# EQ for Subwoofers after Parasound P7



## fbczar (Apr 2, 2010)

Is it possible to use any of the MiniDSP units with Dirac capability between a Parasound P7 and a subwoofer? The P7 has no HDMI inputs or outputs. Are any of you aware of any means to use an equalizer with and analog preamp/processor?


----------



## Kal Rubinson (Aug 3, 2006)

Yes. If all you want to EQ is the subwoofer, the 2 channel analog in/out unit, DDRC-22A. will work: http://www.minidsp.com/dirac-series/ddrc-22a


----------



## fbczar (Apr 2, 2010)

Kal Rubinson said:


> Yes. If all you want to EQ is the subwoofer, the 2 channel analog in/out unit, DDRC-22A. will work: http://www.minidsp.com/dirac-series/ddrc-22a


Kal, I am thinking about using an Oppo 105D with a Parasound P7 or a Nuforce MCA-18. All the other processors in my price range, like the Emotiva XMC-1 and Marantz AV7702, use DACs that are much less capable than those in the Oppo 105D. Do you think using the DDRC-22A with the Oppo 105D and Nuforce MCA-18 or the Parasound P7, and just EQ the subwoofer, would be a reasonable thing to do relative to going with my Oppo 93 and either the Marantz processor with Audyssey XT32 or the Emotiva with Dirac? I guess I am wondering if Dirac can can overcome the disadvantage of a DSD1793 DAC vs an ES9018 DAC. Any advice would be appreciated.


----------



## Kal Rubinson (Aug 3, 2006)

fbczar said:


> Kal, I am thinking about using an Oppo 105D with a Parasound P7 or a Nuforce MCA-18. All the other processors in my price range, like the Emotiva XMC-1 and Marantz AV7702, use DACs that are much less capable than those in the Oppo 105D. Do you think using the DDRC-22A with the Oppo 105D and Nuforce MCA-18 or the Parasound P7, and just EQ the subwoofer, would be a reasonable thing to do relative to going with my Oppo 93 and either the Marantz processor with Audyssey XT32 or the Emotiva with Dirac? I guess I am wondering if Dirac can can overcome the disadvantage of a DSD1793 DAC vs an ES9018 DAC. Any advice would be appreciated.


I cannot comment on the specifics but, imho, the differences between comparable resolution DACs are small compared to the difference between good room EQ and none......on all channels.


----------



## fbczar (Apr 2, 2010)

Could you explain the differences between Dirac and Audyssey XT32? Have you had enough experience yet with Atmos to say whether or not it would have as profound and positive an effect as good room EQ?

Thanks for your opinion on room EQ. It is very helpful.


----------



## Kal Rubinson (Aug 3, 2006)

fbczar said:


> Could you explain the differences between Dirac and Audyssey XT32?
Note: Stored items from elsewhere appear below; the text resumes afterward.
// Copyright (c) 2025 Kirky.X
//
// Licensed under the MIT License
// See LICENSE file in the project root for full license information.

#[cfg(test)]
mod tests {
    use crate::domain::models::loose_id::LooseId;
    use crate::domain::repositories::in_memory::InMemoryStore;
    use crate::domain::services::request_service::{RequestService, SubmitRequest};
    use crate::domain::services::serial_counter::SerialCounter;
    use crate::domain::services::ServiceError;
    use std::sync::Arc;

    fn service(store: &Arc<InMemoryStore>) -> RequestService {
        RequestService::new(
            store.clone(),
            store.clone(),
            SerialCounter::new(store.clone()),
        )
    }

    fn submission(venue_id: LooseId) -> SubmitRequest {
        SubmitRequest {
            venue_id,
            artist: Some(" Queen ".to_string()),
            title: Some("Somebody to Love".to_string()),
            singer_name: Some("Freddie".to_string()),
            key_change: -2,
        }
    }

    #[tokio::test]
    async fn test_submit_creates_trimmed_request_and_advances_serial() {
        let store = Arc::new(InMemoryStore::new());
        let venue = store.insert_venue("Main Stage", true).await;

        let request = service(&store)
            .submit(submission(LooseId::Id(venue.venue_id)))
            .await
            .unwrap();

        assert_eq!(request.artist, "Queen");
        assert_eq!(request.singer, "Freddie");
        assert_eq!(request.key_change, -2);
        assert_eq!(store.requests().await.len(), 1);

        let serial = SerialCounter::new(store.clone()).current().await.unwrap();
        assert_eq!(serial, 1);
    }

    #[tokio::test]
    async fn test_missing_fields_are_bad_request() {
        let store = Arc::new(InMemoryStore::new());
        let venue = store.insert_venue("Main Stage", true).await;

        let mut blank_singer = submission(LooseId::Id(venue.venue_id));
        blank_singer.singer_name = Some("   ".to_string());
        let err = service(&store).submit(blank_singer).await.unwrap_err();
        assert!(matches!(err, ServiceError::BadRequest(_)));

        let err = service(&store)
            .submit(submission(LooseId::Missing))
            .await
            .unwrap_err();
        assert_eq!(
            err.to_string(),
            "Venue ID, artist, title, and singer name are required."
        );
    }

    #[tokio::test]
    async fn test_unknown_venue_is_not_found() {
        let store = Arc::new(InMemoryStore::new());
        let err = service(&store)
            .submit(submission(LooseId::Id(42)))
            .await
            .unwrap_err();

        assert!(matches!(err, ServiceError::NotFound(_)));
        assert_eq!(err.to_string(), "Venue with ID 42 not found.");
    }

    #[tokio::test]
    async fn test_closed_venue_is_forbidden() {
        let store = Arc::new(InMemoryStore::new());
        let venue = store.insert_venue("Quiet Night", false).await;

        let err = service(&store)
            .submit(submission(LooseId::Id(venue.venue_id)))
            .await
            .unwrap_err();

        assert!(matches!(err, ServiceError::Forbidden(_)));
        assert_eq!(
            err.to_string(),
            "Venue \"Quiet Night\" is not currently accepting requests."
        );
        assert!(store.requests().await.is_empty());
    }
}
// Copyright (c) 2025 Kirky.X
//
// Licensed under the MIT License
// See LICENSE file in the project root for full license information.

use super::RepositoryError;
use crate::domain::models::api_key::{ApiKey, NewApiKey};
use async_trait::async_trait;

/// API 密钥仓库特质
#[async_trait]
pub trait ApiKeyRepository: Send + Sync {
    async fn find_by_key(&self, key: &str) -> Result<Option<ApiKey>, RepositoryError>;

    /// 记录密钥的最近使用时间
    async fn touch_last_used(&self, api_key_id: i32) -> Result<(), RepositoryError>;

    async fn create(&self, api_key: NewApiKey) -> Result<ApiKey, RepositoryError>;
}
You are asking for a lot. It is hard to encapsulate these two, let along compare them since there is no single piece of equipment that runs both. I have reviewed both but, of course, in different contexts. There are, also, many comments on both (and some comparisons) on AVVSForum and on Computeraudiophile. 



> Have you had enough experience yet with Atmos to say whether or not it would have as profound and positive an effect as good room EQ?


Frankly, I do not have much interest in ATMOS because I doubt it will have much impact of music reproduction.


----------



## fbczar (Apr 2, 2010)

Kal Rubinson said:


> You are asking for a lot. It is hard to encapsulate these two, let along compare them since there is no single piece of equipment that runs both. I have reviewed both but, of course, in different contexts. There are, also, many comments on both (and some comparisons) on AVVSForum and on Computeraudiophile. Frankly, I do not have much interest in ATMOS because I doubt it will have much impact of music reproduction.


Fair enough. My major concern related to my question about the importance of Dirac room EQ and you answered that. Many reviews speak to the sound quality of the Oppo 105D and to the effects of different types of room EQ, but before now I have not seen anyone willing to draw a comparison of the relative importance of a DAC vs room EQ. For those trying to choose equipment through reviews, because they have no chance to listen, like me, you and the members of this forum make a big difference.


----------